Whereas the T50 and T70 were blocky and angular in that early 80's Blade Runner kind of way, the T90 was a realization of Luigi Colani's design philosophy, which he termed biodynamic. What's amazing is that over three decades later, the T90 is still the design archetype that Canon uses for its high-end SLRs. For example, compare it to 2016's EOS 1D-X mkII, which - aside from becoming even more gargantuan in size and covered in even more buttons due to it being digital instead of analog - the two cameras look like they could have been designed almost contemporaneously.

2. Ergonomics

Colani was obsessed with ergonomics. In an interview he stated, "It took two years of me telling them [Canon] that a camera is a thing between the human hand and the human eye, so it had to have ergonomics on both sides!" It's impossible to separate Colani's organic aesthetic from his emphasis on making things that fit well with the human body. Until the T90 most cameras had been shrunk-wrap around the internal mechanicals and were limited to shapes that could be easily stamped or formed in metal. Colani realized that the new technologies inside the camera, and the use of 100% polycarbonate for the body, freed up the constraints so they could be more optimized for comfort. After all, the T90 was intended to be a workhorse for professionals who would be using it for hours, day in, day out.

3. Interface

The T70 and even the AE-1 that came before it were Canon's first attempts at evolving the way users adjusted the settings of a complicated camera - exposure mode, shutter speed, aperture, ISO, exposure compensation, etc. The T90's was considerably more sophisticated and refined. It introduced a large top-deck LCD, and the vertical wheel next to the shutter button that could be made to control multiple parameters of the camera when used in combination with other buttons.

This made the camera highly "modal" in user interface speak - you could only do one thing at a time, and had to change modes in order to adjust something else. While it allows a lot of breadth of control, it does take some getting used to. It was radically different than the control approach on most cameras to that point, where one knob or button did just one thing.

But it became the interface paradigm used by every high end SLR to the present day (though recently the pendulum has begun to swing back and we're seeing a resurgence of function-specific knobs again). The multi-purpose wheel with an exposed, rubberized edge is an interaction method we now take for granted; the T90 was the first time it appeared, to my knowledge. (Indeed, compare the shutter button and dial arrangement with the 1DX shown above, from 30+ years later.)

The Sexy Tank

The T90 is pretty hefty once loaded up with 4 AA batteries (though not as big and heavy as equivalent top-end digital SLRs). It's solidly made, and reportedly earned the nickname "The Tank" from Japanese photo-journalists. But the almost 2-pound weight is well distributed so that strain on the wrist is minimized -- the batteries are down low in a cool slide-out sled carrier, and the largest of the three motors inside the body is inside the hand grip.

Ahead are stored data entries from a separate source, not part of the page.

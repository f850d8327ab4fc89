//! Guarded State Machine
//!
//! A [`StateTable`] is plain data: for every state, either one guarded
//! transition or an ordered list of them. Each tick the machine evaluates all
//! guards of its current state against a snapshot of inputs. At most one guard
//! may hold; two holding at once is a table-authoring defect, rejected when the
//! table is built and again if it ever slips through at runtime.

pub mod table;

pub use table::{agent_state_table, AgentState, GuardInputs};

use std::collections::BTreeMap;
use std::fmt::Debug;
use std::sync::Arc;
use thiserror::Error;

/// Guard inputs that can be listed exhaustively, so tables can be checked
/// for overlapping guards before they are used.
pub trait GuardDomain: Sized {
    fn enumerate() -> Vec<Self>;
}

pub type Guard<C> = fn(&C) -> bool;

pub struct Transition<S, C> {
    pub target: S,
    pub guard: Guard<C>,
    pub label: &'static str,
}

impl<S: Copy, C> Transition<S, C> {
    pub fn new(target: S, guard: Guard<C>, label: &'static str) -> Self {
        Self {
            target,
            guard,
            label,
        }
    }
}

impl<S: Copy, C> Clone for Transition<S, C> {
    fn clone(&self) -> Self {
        Self {
            target: self.target,
            guard: self.guard,
            label: self.label,
        }
    }
}

impl<S: Debug, C> Debug for Transition<S, C> {
    fn fmt(&self, f: &mut std::fmt::Formatter<'_>) -> std::fmt::Result {
        f.debug_struct("Transition")
            .field("target", &self.target)
            .field("label", &self.label)
            .finish()
    }
}

/// Outgoing edges of one state.
#[derive(Debug)]
pub enum Transitions<S, C> {
    Single(Transition<S, C>),
    Ordered(Vec<Transition<S, C>>),
}

impl<S: Copy, C> Clone for Transitions<S, C> {
    fn clone(&self) -> Self {
        match self {
            Transitions::Single(t) => Transitions::Single(t.clone()),
            Transitions::Ordered(ts) => Transitions::Ordered(ts.clone()),
        }
    }
}

impl<S, C> Transitions<S, C> {
    pub fn as_slice(&self) -> &[Transition<S, C>] {
        match self {
            Transitions::Single(t) => std::slice::from_ref(t),
            Transitions::Ordered(ts) => ts,
        }
    }
}

#[derive(Debug, Error, PartialEq, Eq)]
pub enum TableError {
    #[error("state {state}: guards {first:?} and {second:?} both hold for {inputs}")]
    OverlappingGuards {
        state: String,
        first: &'static str,
        second: &'static str,
        inputs: String,
    },
    #[error("state {state}: transition {label:?} targets {target}, which has no row")]
    UnknownTarget {
        state: String,
        target: String,
        label: &'static str,
    },
}

/// Declarative transition table, keyed by state.
#[derive(Debug)]
pub struct StateTable<S, C> {
    rows: BTreeMap<S, Transitions<S, C>>,
}

impl<S, C> StateTable<S, C>
where
    S: Copy + Ord + Debug,
    C: GuardDomain + Debug,
{
    pub fn builder() -> StateTableBuilder<S, C> {
        StateTableBuilder {
            rows: BTreeMap::new(),
        }
    }

    pub fn transitions(&self, state: S) -> &[Transition<S, C>] {
        self.rows.get(&state).map(Transitions::as_slice).unwrap_or(&[])
    }

    pub fn states(&self) -> impl Iterator<Item = S> + '_ {
        self.rows.keys().copied()
    }

    /// Target of the single guard that holds in `current`, if any.
    ///
    /// # Panics
    ///
    /// Panics when more than one guard holds.
    pub fn evaluate(&self, current: S, inputs: &C) -> Option<S> {
        let mut matched: Option<&Transition<S, C>> = None;
        for transition in self.transitions(current) {
            if !(transition.guard)(inputs) {
                continue;
            }
            if let Some(first) = matched {
                panic!(
                    "overlapping guards in state {:?}: {:?} and {:?} both hold for {:?}",
                    current, first.label, transition.label, inputs
                );
            }
            matched = Some(transition);
        }
        matched.map(|t| t.target)
    }

    fn check(&self) -> Result<(), TableError> {
        let domain = C::enumerate();
        for (state, row) in &self.rows {
            let transitions = row.as_slice();
            for t in transitions {
                if !self.rows.contains_key(&t.target) {
                    return Err(TableError::UnknownTarget {
                        state: format!("{state:?}"),
                        target: format!("{:?}", t.target),
                        label: t.label,
                    });
                }
            }
            for inputs in &domain {
                let mut holding = transitions.iter().filter(|t| (t.guard)(inputs));
                if let (Some(first), Some(second)) = (holding.next(), holding.next()) {
                    return Err(TableError::OverlappingGuards {
                        state: format!("{state:?}"),
                        first: first.label,
                        second: second.label,
                        inputs: format!("{inputs:?}"),
                    });
                }
            }
        }
        Ok(())
    }
}

pub struct StateTableBuilder<S, C> {
    rows: BTreeMap<S, Transitions<S, C>>,
}

impl<S, C> StateTableBuilder<S, C>
where
    S: Copy + Ord + Debug,
    C: GuardDomain + Debug,
{
    pub fn single(mut self, from: S, transition: Transition<S, C>) -> Self {
        self.rows.insert(from, Transitions::Single(transition));
        self
    }

    pub fn ordered(mut self, from: S, transitions: Vec<Transition<S, C>>) -> Self {
        self.rows.insert(from, Transitions::Ordered(transitions));
        self
    }

    /// Checks every state against every possible input before handing the
    /// table out.
    pub fn try_build(self) -> Result<StateTable<S, C>, TableError> {
        let table = StateTable { rows: self.rows };
        table.check()?;
        Ok(table)
    }

    /// # Panics
    ///
    /// Panics if the table has overlapping guards or dangling targets.
    pub fn build(self) -> StateTable<S, C> {
        match self.try_build() {
            Ok(table) => table,
            Err(e) => panic!("invalid state table: {e}"),
        }
    }
}

/// Callbacks run by [`StateMachine::tick`].
pub trait StateHooks<S> {
    fn on_exit(&mut self, state: S);
    fn on_enter(&mut self, state: S);
    fn on_same_state(&mut self, state: S);
}

/// What one tick did.
#[derive(Debug, Clone, Copy, PartialEq, Eq)]
pub enum Step<S> {
    Stayed(S),
    Transitioned { from: S, to: S },
}

/// One machine instance: a shared table plus the active state.
#[derive(Debug)]
pub struct StateMachine<S, C> {
    table: Arc<StateTable<S, C>>,
    current: S,
}

impl<S: Copy, C> Clone for StateMachine<S, C> {
    fn clone(&self) -> Self {
        Self {
            table: Arc::clone(&self.table),
            current: self.current,
        }
    }
}

impl<S, C> StateMachine<S, C>
where
    S: Copy + Ord + Debug,
    C: GuardDomain + Debug,
{
    pub fn new(table: Arc<StateTable<S, C>>, initial: S) -> Self {
        Self {
            table,
            current: initial,
        }
    }

    pub fn current(&self) -> S {
        self.current
    }

    /// Next state for `inputs` without changing anything.
    pub fn transition(&self, inputs: &C) -> S {
        self.table
            .evaluate(self.current, inputs)
            .unwrap_or(self.current)
    }

    /// Evaluates guards, switches state and runs the matching hooks.
    pub fn tick(&mut self, inputs: &C, hooks: &mut impl StateHooks<S>) -> Step<S> {
        match self.table.evaluate(self.current, inputs) {
            Some(next) => {
                let from = self.current;
                hooks.on_exit(from);
                self.current = next;
                hooks.on_enter(next);
                Step::Transitioned { from, to: next }
            }
            None => {
                hooks.on_same_state(self.current);
                Step::Stayed(self.current)
            }
        }
    }
}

Speaking of the grip, it was the first camera grip to be really shaped by human fingers, and still to this day it's one of the more comfortable ever put on a camera, helped by a substantially carved out thumb grip on the rear.

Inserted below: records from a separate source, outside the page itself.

//! Per-state behaviour.
//!
//! [`AgentDriver`] is the state hook set for one agent during one tick. It
//! borrows the whole swarm so a hook can move the agent, talk to peers and
//! touch the shared services.

use swarm_events::{AgentId, Vec2};
use tracing::{debug, trace};

use crate::agent::{Agent, TaskMode};
use crate::communication::{MessageContent, MessageResponse, Recipients};
use crate::fsm::{AgentState, StateHooks};

use super::Swarm;

/// Chance per tick that a wandering agent picks a new heading.
const WANDER_TURN_PROBABILITY: f64 = 0.05;

pub(super) struct AgentDriver<'a> {
    swarm: &'a mut Swarm,
    idx: usize,
}

impl<'a> AgentDriver<'a> {
    pub(super) fn new(swarm: &'a mut Swarm, idx: usize) -> Self {
        Self { swarm, idx }
    }

    fn agent(&self) -> &Agent {
        &self.swarm.agents[self.idx]
    }

    fn agent_mut(&mut self) -> &mut Agent {
        &mut self.swarm.agents[self.idx]
    }

    fn id(&self) -> AgentId {
        self.agent().id
    }

    fn blocked(&self, p: Vec2) -> bool {
        let radius = self.swarm.config.simulation.robot_radius;
        !self.swarm.env.bounds().contains(p)
            || self
                .swarm
                .env
                .obstacles()
                .iter()
                .any(|o| o.inflate(radius).contains(p))
    }

    fn place(&mut self, p: Vec2) {
        self.agent_mut().position = p;
        self.swarm.env.mark_explored(p);
    }

    /// One step toward `target`, sliding along an axis when the direct step
    /// would end inside an obstacle.
    fn move_towards(&mut self, target: Vec2) {
        let speed = self.swarm.config.simulation.robot_speed;
        let from = self.agent().position;
        let next = self.swarm.env.bounds().clamp(from.step_towards(target, speed));
        for candidate in [next, Vec2::new(next.x, from.y), Vec2::new(from.x, next.y)] {
            if !self.blocked(candidate) {
                self.place(candidate);
                return;
            }
        }
    }

    fn new_heading(&mut self) {
        let angle = self.swarm.rng.range(0.0, std::f64::consts::TAU);
        self.agent_mut().heading = Vec2::new(angle.cos(), angle.sin());
    }

    /// Random walk, turning away from walls and obstacles.
    fn wander(&mut self) {
        if self.swarm.rng.chance(WANDER_TURN_PROBABILITY) {
            self.new_heading();
        }
        let speed = self.swarm.config.simulation.robot_speed;
        let agent = self.agent();
        let next = agent.position + agent.heading * speed;
        if self.blocked(next) {
            self.new_heading();
            return;
        }
        self.place(next);
    }

    fn search_step(&mut self) {
        let inputs = self.agent().last_inputs;
        if inputs.object_detected && self.agent().pending_claim.is_some() {
            self.verify_claim(true);
        }

        let Some(target) = self.agent().navigation_target else {
            self.wander();
            return;
        };
        self.move_towards(target);
        let tolerance = self.swarm.config.simulation.arrival_tolerance;
        if self.agent().position.distance(target) <= tolerance {
            self.agent_mut().navigation_target = None;
            if !inputs.object_detected {
                self.verify_claim(false);
            }
        }
    }

    /// Moves away from the nearest obstacle while sliding around it towards
    /// wherever the agent was heading.
    fn avoid_step(&mut self) {
        let position = self.agent().position;
        let Some(nearest) = self
            .swarm
            .env
            .nearest_obstacle(position)
            .map(|(o, _)| o.nearest_point(position))
        else {
            return;
        };
        let away = (position - nearest).normalized();
        let desired = match self.agent().navigation_target {
            Some(target) => (target - position).normalized(),
            None => self.agent().heading,
        };
        let mut tangent = Vec2::new(-away.y, away.x);
        if tangent.x * desired.x + tangent.y * desired.y < 0.0 {
            tangent = tangent * -1.0;
        }
        let direction = (away + tangent).normalized();
        if direction == Vec2::ZERO {
            self.new_heading();
            return;
        }
        self.agent_mut().heading = tangent;
        let speed = self.swarm.config.simulation.robot_speed;
        let next = self.swarm.env.bounds().clamp(position + direction * speed);
        if !self.blocked(next) {
            self.place(next);
        }
    }

    /// Checks a pending location claim against what the agent now sees and
    /// records the result as evidence about the claimant.
    fn verify_claim(&mut self, found: bool) {
        let Some(claim) = self.agent_mut().pending_claim.take() else {
            return;
        };
        self.agent_mut().navigation_target = None;

        let id = self.id();
        let sensitivity = MessageContent::Localization {
            object_position: claim.claimed,
        }
        .sensitivity();
        let interaction = if found {
            let actual = self.swarm.env.object().position;
            self.swarm
                .new_interaction(id, claim.from, None, sensitivity)
                .with_values(claim.claimed, Some(actual.into()))
        } else {
            self.swarm
                .new_interaction(id, claim.from, Some(false), sensitivity)
                .with_values(claim.claimed, None)
        };
        if let Some(trust) = self.swarm.record_interaction(interaction) {
            debug!(agent = %id, claimant = %claim.from, found, trust, "Location claim verified");
        }
    }

    /// Tells the swarm where the object is, or lies about it.
    fn announce_object(&mut self) {
        let id = self.id();
        let actual = self.swarm.env.object().position;
        let mode = self.swarm.agents[self.idx]
            .behavior()
            .task_mode(&mut self.swarm.rng);
        match mode {
            TaskMode::Correct => {
                self.swarm.broadcast(
                    id,
                    MessageContent::Localization {
                        object_position: actual,
                    },
                );
            }
            TaskMode::Falsified => {
                let bounds = *self.swarm.env.bounds();
                let fake = self.swarm.rng.point_in(&bounds);
                debug!(agent = %id, ?fake, "Broadcasting falsified location");
                self.swarm.broadcast(
                    id,
                    MessageContent::Localization {
                        object_position: fake,
                    },
                );
            }
            TaskMode::Colluding => {
                let accomplices = self
                    .swarm
                    .agents
                    .iter()
                    .filter(|a| a.active && a.id != id && a.is_malicious())
                    .map(|a| a.id)
                    .collect();
                self.swarm.send(
                    id,
                    &Recipients::Explicit(accomplices),
                    MessageContent::Localization {
                        object_position: actual,
                    },
                );
            }
        }
    }

    fn approach_side(&mut self) {
        let id = self.id();
        let side = match self.swarm.sides.side_of(id) {
            Some(side) => side,
            None => match self.swarm.assign_side(id) {
                Some(side) => side,
                None => return,
            },
        };
        let radius = self.swarm.config.simulation.robot_radius;
        let target = side.offset_point(self.swarm.env.object(), radius);
        self.move_towards(target);
    }

    /// Asks every side-holding peer in sensing range for its status and checks
    /// the answer against what the agent sees.
    fn poll_status(&mut self) {
        let id = self.id();
        let position = self.agent().position;
        let range = self.swarm.config.simulation.sensing_radius;
        let peers: Vec<AgentId> = self
            .swarm
            .agents
            .iter()
            .filter(|a| {
                a.active
                    && a.id != id
                    && self.swarm.sides.side_of(a.id).is_some()
                    && a.position.distance(position) <= range
            })
            .map(|a| a.id)
            .collect();

        for peer in peers {
            let MessageResponse::Status(report) =
                self.swarm
                    .send_message(id, peer, MessageContent::ReportStatus)
            else {
                continue;
            };
            let subject = self.swarm.agent_ref(peer);
            let seen_position = subject.position;
            let subject_malicious = subject.is_malicious();
            let actual_side = self.swarm.sides.side_of(peer);
            let verdicts = self.swarm.agents[self.idx].behavior().observe(
                vec![report.assigned_side == actual_side],
                subject_malicious,
                &mut self.swarm.rng,
            );
            let interaction = self
                .swarm
                .new_interaction(id, peer, None, MessageContent::ReportStatus.sensitivity())
                .with_values(seen_position, Some(report.position.into()))
                .with_behaviors(verdicts);
            self.swarm.record_interaction(interaction);
        }
    }

    fn plan(&mut self, force_new: bool) {
        let swarm = &mut *self.swarm;
        if !swarm
            .planner
            .collaboratively_plan_trajectory(&swarm.grid, swarm.env.object(), force_new)
        {
            swarm.plan_failures += 1;
        }
    }
}

impl StateHooks<AgentState> for AgentDriver<'_> {
    fn on_exit(&mut self, state: AgentState) {
        trace!(agent = %self.id(), %state, "Leaving state");
        match state {
            AgentState::ObjectFound
            | AgentState::Idle
            | AgentState::Transporting
            | AgentState::ReturningHome => self.agent_mut().navigation_target = None,
            _ => {}
        }
    }

    fn on_enter(&mut self, state: AgentState) {
        match state {
            AgentState::Searching => self.search_step(),
            AgentState::ObstacleAvoidance => self.avoid_step(),
            AgentState::ObjectFound => {
                self.swarm.object_found = true;
                self.agent_mut().navigation_target = None;
                self.verify_claim(true);
                let id = self.id();
                if let Some(side) = self.swarm.assign_side(id) {
                    debug!(agent = %id, %side, "Heading to side");
                }
                self.announce_object();
            }
            AgentState::Idle => {}
            AgentState::Planning => self.plan(false),
            AgentState::Transporting => {
                let id = self.id();
                self.swarm.execute_turn_based_object_push(id);
            }
            AgentState::ReturningHome => {
                let id = self.id();
                self.swarm.sides.release_agent(id);
                let agent = self.agent_mut();
                agent.navigation_target = None;
                agent.pending_claim = None;
            }
        }
    }

    fn on_same_state(&mut self, state: AgentState) {
        match state {
            AgentState::Searching => self.search_step(),
            AgentState::ObstacleAvoidance => self.avoid_step(),
            AgentState::ObjectFound => self.approach_side(),
            AgentState::Idle => {
                self.approach_side();
                let interval = self.swarm.config.simulation.status_poll_interval;
                if self.swarm.clock.tick() % interval == 0 {
                    self.poll_status();
                }
            }
            AgentState::Planning => {}
            AgentState::Transporting => {
                if self.swarm.planner.path_blocked(&self.swarm.grid) {
                    debug!(agent = %self.id(), "Path ahead blocked, replanning");
                    self.plan(true);
                }
                let id = self.id();
                self.swarm.execute_turn_based_object_push(id);
            }
            AgentState::ReturningHome => {
                let home = self.swarm.env.base().center();
                self.move_towards(home);
                let position = self.agent().position;
                if self.swarm.env.base().contains(position) {
                    self.agent_mut().return_home_requested = false;
                }
            }
        }
    }
}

The camera's look is equal parts sexy, intimidating, and tool-like. The overall silhouette is simple, broad-shouldered - menacing like a Samurai in armor (or a warrior robot). Surfaces are largely planar or cylindrical (but with enough variation of radii that they don't feel repetitive), with more complex surfaces for scalloped out details like around the shutter button.

Control feel is a mixed bag: the shutter button is extremely light to the touch, the control wheel is quite stiff and clicky, most of the smaller buttons are a bit on the mushy side, while the depth of field preview has a real mechanical feel (appropriately, since it's the only non-electronic control).

The T90 can take up to 4.5 frames per second - even today that's a pretty high frame rate, especially given that this was having to move 35mm film and not just expose a digital sensor. That built-in speed was new for its time - typically one had to get an accessory motor drive to achieve that rate. But it's loud - the motors and the flapping mirror are not what you want to have when photographing in a church!

The Legacy

It's hard to understate the impact that this design has had on all SLRs - film and digital - that have come since. Canon got a lot right with the T90 and, much like Porsche with the 911, they've been gradually refining the recipe over the decades and improving the weaknesses. It's probably Colani's most famous and commercially-successful design, and by far his most refined and production-ready (many of his other designs were too far out there to be realized, including other concept designs he did for Canon).

The instant you pick up the T90 you can tell the care that went into it. Especially when seen next to other cameras of its era, it looks like it came from the future. The fact that Canon has stuck to the T90's playbook (and that the playbook was largely adopted by Nikon, Olympus, Pentax for most of the last 25 years) is a testament to how successful the design was as a design, even if it had the bad luck to be a dead-end technologically.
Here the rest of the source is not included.